A pathological hallmark of ALS is the abnormal accumulation of misfolded proteins (e.g., TDP-43) and enlarged endoplasmic reticulum (ER), indicating ER stress. To resolve this stress, cells initiate the Unfolded Protein Response (UPR). However, unresolved stress leads to apoptosis. In ALS, UPR activation fails to resolve proteostasis impairment. UPR activation modulators, among them Sephin1, reduce protein aggregates and improve motor neuron survival in ALS models. We demonstrate that following glutamate intoxication, Sephin1 increases motor neuron survival by reducing mitochondria ROS production and extranuclear TDP-43. Sephin1 reduces abnormal splicing because of TDP-43 nuclear loss of function following oxidative stress. In SOD1 mice, Sephin1 treatment decreases TDP-43 in triton-insoluble fraction, improving motor neuron survival in spinal cord.

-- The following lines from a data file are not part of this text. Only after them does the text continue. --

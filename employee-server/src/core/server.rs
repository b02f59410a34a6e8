//! Server Implementation
//!
//! HTTP 服务器启动和管理

use tokio::net::TcpListener;

use crate::api;
use crate::core::{Config, Result, ServerState};

/// HTTP Server
pub struct Server {
    config: Config,
    state: ServerState,
}

impl Server {
    /// Create server with an initialized state
    pub fn with_state(config: Config, state: ServerState) -> Self {
        Self { config, state }
    }

    /// Bind and serve until Ctrl-C
    pub async fn run(&self) -> Result<()> {
        let listener = TcpListener::bind(self.config.bind_addr()).await?;
        tracing::info!(
            addr = %listener.local_addr()?,
            backend = %self.config.storage_backend,
            environment = %self.config.environment,
            "Employee server listening"
        );

        let app = api::build_app(&self.state);
        axum::serve(listener, app)
            .with_graceful_shutdown(shutdown_signal())
            .await?;

        tracing::info!("Server stopped");
        Ok(())
    }
}

async fn shutdown_signal() {
    if let Err(e) = tokio::signal::ctrl_c().await {
        tracing::error!(error = %e, "Failed to listen for Ctrl-C");
        return;
    }
    tracing::info!("Shutting down...");
}
use thiserror::Error;

use crate::core::config::ConfigError;
use crate::db::RepoError;

/// Startup and lifecycle errors
///
/// Request-level failures never surface here; handlers turn them into
/// responses through `AppError`.
#[derive(Error, Debug)]
pub enum ServerError {
    #[error("配置错误: {0}")]
    Config(#[from] ConfigError),

    #[error("存储初始化失败: {0}")]
    Storage(#[from] RepoError),

    #[error("IO 错误: {0}")]
    Io(#[from] std::io::Error),

    #[error("内部服务器错误: {0}")]
    Internal(#[from] anyhow::Error),
}

pub type Result<T> = std::result::Result<T, ServerError>;
//! 请求超时中间件

use std::time::Duration;

use axum::{
    extract::{Request, State},
    middleware::Next,
    response::{IntoResponse, Response},
};

use crate::utils::{AppError, ErrorCode};

/// 超过 `REQUEST_TIMEOUT_MS` 的请求被取消，返回 408 和 JSON 错误体
pub async fn timeout_middleware(
    State(timeout): State<Duration>,
    req: Request,
    next: Next,
) -> Response {
    match tokio::time::timeout(timeout, next.run(req)).await {
        Ok(response) => response,
        Err(_) => AppError::new(ErrorCode::TimeoutError).into_response(),
    }
}
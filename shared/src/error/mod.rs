//! Unified error system for the employee service
//!
//! - [`ErrorCode`]: Standardized error codes for all error types
//! - [`ErrorCategory`]: Classification of errors by domain
//! - [`AppError`]: Error type with code, message, and details
//! - [`ApiResponse`]: JSON error body
//!
//! # Error Code Ranges
//!
//! - 0xxx: General errors
//! - 8xxx: Employee errors
//! - 9xxx: System errors
//!
//! # Example
//!
//! ```
//! use shared::error::{AppError, ErrorCode, ApiResponse};
//!
//! let err = AppError::employee_not_found(42);
//! assert_eq!(err.code, ErrorCode::EmployeeNotFound);
//!
//! let body = ApiResponse::error(&err);
//! assert_eq!(body.code, 8001);
//! ```

mod category;
mod codes;
mod http;
mod types;

pub use category::ErrorCategory;
pub use codes::{ErrorCode, InvalidErrorCode};
pub use types::{ApiResponse, AppError, AppResult};
//! Employee Repository (in-memory)

use super::{EmployeeStore, RepoError, RepoResult};
use async_trait::async_trait;
use shared::models::{Employee, EmployeeCreate, EmployeeUpdate};
use tokio::sync::RwLock;

/// Process-local [`EmployeeStore`]
///
/// Records are kept in insertion order. Nothing survives a restart.
#[derive(Default)]
pub struct MemoryStore {
    employees: RwLock<Vec<Employee>>,
}

impl MemoryStore {
    pub fn new() -> Self {
        Self::default()
    }

    /// Pre-populated store
    pub fn with_employees(employees: Vec<Employee>) -> Self {
        Self {
            employees: RwLock::new(employees),
        }
    }
}

#[async_trait]
impl EmployeeStore for MemoryStore {
    fn backend(&self) -> &'static str {
        "memory"
    }

    async fn ping(&self) -> RepoResult<()> {
        Ok(())
    }

    async fn list(&self) -> RepoResult<Vec<Employee>> {
        Ok(self.employees.read().await.clone())
    }

    async fn get(&self, id: i64) -> RepoResult<Employee> {
        self.employees
            .read()
            .await
            .iter()
            .find(|e| e.id == id)
            .cloned()
            .ok_or(RepoError::NotFound(id))
    }

    async fn create(&self, data: EmployeeCreate) -> RepoResult<Employee> {
        // id 分配和插入在同一把写锁内完成
        let mut employees = self.employees.write().await;
        let id = employees.iter().map(|e| e.id).max().unwrap_or(0) + 1;
        let employee = Employee::from_create(id, data);
        employees.push(employee.clone());
        Ok(employee)
    }

    async fn update(&self, id: i64, data: EmployeeUpdate) -> RepoResult<Employee> {
        let mut employees = self.employees.write().await;
        let employee = employees
            .iter_mut()
            .find(|e| e.id == id)
            .ok_or(RepoError::NotFound(id))?;
        employee.apply(data);
        Ok(employee.clone())
    }

    async fn delete(&self, id: i64) -> RepoResult<()> {
        let mut employees = self.employees.write().await;
        let pos = employees
            .iter()
            .position(|e| e.id == id)
            .ok_or(RepoError::NotFound(id))?;
        employees.remove(pos);
        Ok(())
    }
}

#[cfg(test)]
mod tests {
    use super::*;
    use std::sync::Arc;

    fn payload(first: &str) -> EmployeeCreate {
        EmployeeCreate {
            first_name: first.into(),
            last_name: "Test".into(),
            email_id: format!("{}@example.com", first.to_lowercase()),
        }
    }

    #[tokio::test]
    async fn test_empty_store() {
        let store = MemoryStore::new();
        assert!(store.list().await.unwrap().is_empty());
        assert!(matches!(store.get(1).await, Err(RepoError::NotFound(1))));
        store.ping().await.unwrap();
        assert_eq!(store.backend(), "memory");
    }

    #[tokio::test]
    async fn test_ids_follow_current_max() {
        let store = MemoryStore::new();
        let a = store.create(payload("Jean")).await.unwrap();
        let b = store.create(payload("Marie")).await.unwrap();
        assert_eq!((a.id, b.id), (1, 2));

        store.delete(2).await.unwrap();
        let c = store.create(payload("Luc")).await.unwrap();
        assert_eq!(c.id, 2);

        store.delete(1).await.unwrap();
        let d = store.create(payload("Anne")).await.unwrap();
        assert_eq!(d.id, 3);
    }

    #[tokio::test]
    async fn test_seeded_store_continues_from_max() {
        let store = MemoryStore::with_employees(vec![Employee {
            id: 41,
            first_name: "Old".into(),
            last_name: "Record".into(),
            email_id: "old@example.com".into(),
        }]);
        let created = store.create(payload("New")).await.unwrap();
        assert_eq!(created.id, 42);
    }

    #[tokio::test]
    async fn test_list_preserves_insertion_order() {
        let store = MemoryStore::new();
        for name in ["A", "B", "C"] {
            store.create(payload(name)).await.unwrap();
        }
        let names: Vec<_> = store
            .list()
            .await
            .unwrap()
            .into_iter()
            .map(|e| e.first_name)
            .collect();
        assert_eq!(names, ["A", "B", "C"]);
    }

    #[tokio::test]
    async fn test_update_partial() {
        let store = MemoryStore::new();
        let created = store.create(payload("Jean")).await.unwrap();

        let updated = store
            .update(
                created.id,
                EmployeeUpdate {
                    email_id: "new@example.com".into(),
                    ..Default::default()
                },
            )
            .await
            .unwrap();
        assert_eq!(updated.first_name, "Jean");
        assert_eq!(updated.last_name, "Test");
        assert_eq!(updated.email_id, "new@example.com");
        assert_eq!(store.get(created.id).await.unwrap(), updated);
    }

    #[tokio::test]
    async fn test_update_and_delete_unknown() {
        let store = MemoryStore::new();
        assert!(matches!(
            store.update(7, EmployeeUpdate::default()).await,
            Err(RepoError::NotFound(7))
        ));
        assert!(matches!(store.delete(7).await, Err(RepoError::NotFound(7))));
    }

    #[tokio::test]
    async fn test_concurrent_creates_get_distinct_ids() {
        let store = Arc::new(MemoryStore::new());
        let mut handles = Vec::new();
        for i in 0..50 {
            let store = store.clone();
            handles.push(tokio::spawn(async move {
                store.create(payload(&format!("E{i}"))).await.unwrap().id
            }));
        }

        let mut ids = Vec::new();
        for handle in handles {
            ids.push(handle.await.unwrap());
        }
        ids.sort_unstable();
        assert_eq!(ids, (1..=50).collect::<Vec<i64>>());
    }
}
//! Storage bootstrap
//!
//! 启动时确保数据库文件和 `employees` 表存在。重复执行是安全的。

use std::path::{Path, PathBuf};
use std::str::FromStr;
use std::time::Duration;

use sqlx::SqlitePool;
use sqlx::sqlite::{SqliteConnectOptions, SqliteJournalMode, SqlitePoolOptions, SqliteSynchronous};

use super::{RepoError, RepoResult};

const CREATE_EMPLOYEES_TABLE: &str = r#"
CREATE TABLE employees (
    id INTEGER PRIMARY KEY,
    firstName TEXT NOT NULL DEFAULT '',
    lastName TEXT NOT NULL DEFAULT '',
    emailId TEXT NOT NULL DEFAULT ''
)
"#;

/// What the bootstrap had to create
#[derive(Debug, Clone, Copy, Default, PartialEq, Eq)]
pub struct BootstrapReport {
    pub database_created: bool,
    pub table_created: bool,
}

/// File path behind a SQLite URL, `None` for in-memory databases
pub fn database_path(url: &str) -> Option<PathBuf> {
    let rest = url
        .strip_prefix("sqlite://")
        .or_else(|| url.strip_prefix("sqlite:"))
        .unwrap_or(url);
    let path = rest.split('?').next().unwrap_or_default();
    if path.is_empty() || path == ":memory:" {
        return None;
    }
    Some(PathBuf::from(path))
}

/// Open a pool on `url`, creating the database and table when missing
pub async fn open_database(
    url: &str,
    max_connections: u32,
) -> RepoResult<(SqlitePool, BootstrapReport)> {
    let path = database_path(url);
    let database_created = match &path {
        Some(path) => !path.exists(),
        None => false,
    };

    let parent = path
        .as_deref()
        .and_then(Path::parent)
        .filter(|p| !p.as_os_str().is_empty());
    if let Some(parent) = parent {
        std::fs::create_dir_all(parent).map_err(|e| {
            RepoError::Database(format!("Failed to create {}: {e}", parent.display()))
        })?;
    }

    let mut options = SqliteConnectOptions::from_str(url)
        .map_err(|e| RepoError::Database(format!("Invalid database url: {e}")))?
        .create_if_missing(true)
        .busy_timeout(Duration::from_secs(5));
    if path.is_some() {
        options = options
            .journal_mode(SqliteJournalMode::Wal)
            .synchronous(SqliteSynchronous::Normal);
    }

    let pool = pool_options(path.is_some(), max_connections)
        .connect_with(options)
        .await
        .map_err(|e| RepoError::Database(format!("Failed to open database: {e}")))?;

    if database_created {
        tracing::info!(url = %url, "Database created");
    }

    let table_created = ensure_table(&pool).await?;

    Ok((
        pool,
        BootstrapReport {
            database_created,
            table_created,
        },
    ))
}

/// Pool settings for file-backed or in-memory databases
///
/// 内存数据库只存在于打开它的连接中：固定单连接，且不回收
fn pool_options(file_backed: bool, max_connections: u32) -> SqlitePoolOptions {
    if file_backed {
        return SqlitePoolOptions::new().max_connections(max_connections.max(1));
    }
    SqlitePoolOptions::new()
        .max_connections(1)
        .min_connections(1)
        .idle_timeout(None)
        .max_lifetime(None)
}

/// Create the `employees` table if absent. Returns whether it was created.
pub async fn ensure_table(pool: &SqlitePool) -> RepoResult<bool> {
    let exists: Option<(String,)> =
        sqlx::query_as("SELECT name FROM sqlite_master WHERE type = 'table' AND name = 'employees'")
            .fetch_optional(pool)
            .await?;
    if exists.is_some() {
        tracing::debug!("Table employees already exists");
        return Ok(false);
    }

    sqlx::query(CREATE_EMPLOYEES_TABLE).execute(pool).await?;
    tracing::info!("Table employees created");
    Ok(true)
}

Sephin1 improves motor neurons survival, motor function and survival of mutated TDP-43 transgenic zebrafish. Sephin1 improves motor neuron survival in ALS models by reducing TDP-43 cytoplasmic mislocalization and its toxicity. These findings open new therapeutic opportunities for Sephin1 in neurodegenerative pathologies with TDP-43 proteinopathy, including ALS.